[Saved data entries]
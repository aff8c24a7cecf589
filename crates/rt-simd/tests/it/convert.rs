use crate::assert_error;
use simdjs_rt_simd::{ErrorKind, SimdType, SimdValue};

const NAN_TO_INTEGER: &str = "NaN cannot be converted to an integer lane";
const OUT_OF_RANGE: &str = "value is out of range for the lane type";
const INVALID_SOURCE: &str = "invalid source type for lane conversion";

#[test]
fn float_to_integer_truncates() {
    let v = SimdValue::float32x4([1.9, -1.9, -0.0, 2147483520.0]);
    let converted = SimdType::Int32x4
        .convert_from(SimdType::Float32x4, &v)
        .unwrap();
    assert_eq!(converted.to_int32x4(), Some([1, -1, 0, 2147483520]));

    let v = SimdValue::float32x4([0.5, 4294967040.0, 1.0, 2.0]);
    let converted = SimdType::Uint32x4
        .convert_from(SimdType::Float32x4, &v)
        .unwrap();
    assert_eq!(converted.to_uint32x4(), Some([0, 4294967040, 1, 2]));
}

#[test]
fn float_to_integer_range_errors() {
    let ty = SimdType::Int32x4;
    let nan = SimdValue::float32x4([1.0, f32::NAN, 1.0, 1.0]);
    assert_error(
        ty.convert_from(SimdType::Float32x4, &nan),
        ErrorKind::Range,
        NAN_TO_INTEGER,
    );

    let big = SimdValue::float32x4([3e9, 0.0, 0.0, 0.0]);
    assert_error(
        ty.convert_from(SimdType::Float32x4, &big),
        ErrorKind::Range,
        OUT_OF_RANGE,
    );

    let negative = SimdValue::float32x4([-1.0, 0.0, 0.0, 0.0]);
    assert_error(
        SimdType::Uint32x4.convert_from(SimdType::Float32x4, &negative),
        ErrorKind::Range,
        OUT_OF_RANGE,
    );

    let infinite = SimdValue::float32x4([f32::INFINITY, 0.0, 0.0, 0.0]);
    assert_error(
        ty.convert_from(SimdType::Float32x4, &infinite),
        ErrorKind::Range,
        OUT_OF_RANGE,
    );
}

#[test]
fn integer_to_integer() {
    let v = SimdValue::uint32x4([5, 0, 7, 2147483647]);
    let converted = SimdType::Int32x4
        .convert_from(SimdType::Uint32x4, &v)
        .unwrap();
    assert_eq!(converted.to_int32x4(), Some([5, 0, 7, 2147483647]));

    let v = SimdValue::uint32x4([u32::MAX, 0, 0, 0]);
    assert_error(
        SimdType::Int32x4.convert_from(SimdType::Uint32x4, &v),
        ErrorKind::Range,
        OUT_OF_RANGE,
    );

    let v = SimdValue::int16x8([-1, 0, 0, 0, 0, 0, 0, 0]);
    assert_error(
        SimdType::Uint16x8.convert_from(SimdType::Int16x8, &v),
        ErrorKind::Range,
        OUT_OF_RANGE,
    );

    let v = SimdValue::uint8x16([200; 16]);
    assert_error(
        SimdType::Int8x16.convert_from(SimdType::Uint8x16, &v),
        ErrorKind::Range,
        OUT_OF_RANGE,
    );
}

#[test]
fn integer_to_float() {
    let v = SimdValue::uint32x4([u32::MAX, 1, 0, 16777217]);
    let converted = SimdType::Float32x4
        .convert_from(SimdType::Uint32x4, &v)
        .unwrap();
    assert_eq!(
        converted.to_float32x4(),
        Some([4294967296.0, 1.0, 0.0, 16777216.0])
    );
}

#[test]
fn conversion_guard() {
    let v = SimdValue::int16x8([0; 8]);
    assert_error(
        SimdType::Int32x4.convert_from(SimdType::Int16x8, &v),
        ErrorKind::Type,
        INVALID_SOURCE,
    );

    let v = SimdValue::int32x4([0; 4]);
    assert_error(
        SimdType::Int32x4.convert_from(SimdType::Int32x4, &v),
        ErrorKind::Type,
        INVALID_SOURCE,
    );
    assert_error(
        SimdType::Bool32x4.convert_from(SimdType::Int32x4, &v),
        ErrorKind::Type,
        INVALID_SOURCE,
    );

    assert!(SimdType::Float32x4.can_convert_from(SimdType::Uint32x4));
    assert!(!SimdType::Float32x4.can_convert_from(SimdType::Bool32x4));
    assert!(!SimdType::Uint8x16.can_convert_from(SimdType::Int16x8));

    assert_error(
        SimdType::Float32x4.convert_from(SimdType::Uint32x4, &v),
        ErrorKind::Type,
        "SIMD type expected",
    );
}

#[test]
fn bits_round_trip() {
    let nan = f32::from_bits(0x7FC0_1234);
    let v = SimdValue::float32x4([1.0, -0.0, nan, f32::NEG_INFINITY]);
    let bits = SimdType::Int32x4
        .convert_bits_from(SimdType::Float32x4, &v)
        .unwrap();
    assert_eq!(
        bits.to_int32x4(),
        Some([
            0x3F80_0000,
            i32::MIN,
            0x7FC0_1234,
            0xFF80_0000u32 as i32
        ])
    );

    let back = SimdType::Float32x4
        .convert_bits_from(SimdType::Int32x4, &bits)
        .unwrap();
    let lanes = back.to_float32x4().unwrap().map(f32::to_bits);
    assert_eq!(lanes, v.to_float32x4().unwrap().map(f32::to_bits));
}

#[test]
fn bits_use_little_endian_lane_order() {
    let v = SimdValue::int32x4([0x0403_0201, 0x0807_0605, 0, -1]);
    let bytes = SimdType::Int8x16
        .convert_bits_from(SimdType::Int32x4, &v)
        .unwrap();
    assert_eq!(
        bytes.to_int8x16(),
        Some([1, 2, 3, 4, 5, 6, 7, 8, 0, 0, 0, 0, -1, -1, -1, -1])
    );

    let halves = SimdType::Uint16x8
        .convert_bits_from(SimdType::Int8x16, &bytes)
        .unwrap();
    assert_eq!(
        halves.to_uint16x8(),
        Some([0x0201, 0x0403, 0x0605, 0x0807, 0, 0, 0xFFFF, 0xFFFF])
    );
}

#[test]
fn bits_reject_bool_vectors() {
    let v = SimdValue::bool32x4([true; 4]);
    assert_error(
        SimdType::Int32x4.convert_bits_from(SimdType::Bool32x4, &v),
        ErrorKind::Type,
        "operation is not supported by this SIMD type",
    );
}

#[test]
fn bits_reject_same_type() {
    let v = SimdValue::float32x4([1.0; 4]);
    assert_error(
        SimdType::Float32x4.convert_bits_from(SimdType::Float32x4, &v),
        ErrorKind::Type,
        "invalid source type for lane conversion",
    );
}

__WHAT THE EXERCISE ASKS__.
Which of the lines above include the string "converted"? Pick them out and copy them.

__FINISHED EXERCISE__.
const NAN_TO_INTEGER: &str = "NaN cannot be converted to an integer lane";
    let converted = SimdType::Int32x4
    assert_eq!(converted.to_int32x4(), Some([1, -1, 0, 2147483520]));
    let converted = SimdType::Uint32x4
    assert_eq!(converted.to_uint32x4(), Some([0, 4294967040, 1, 2]));
    let converted = SimdType::Int32x4
    assert_eq!(converted.to_int32x4(), Some([5, 0, 7, 2147483647]));
    let converted = SimdType::Float32x4
        converted.to_float32x4(),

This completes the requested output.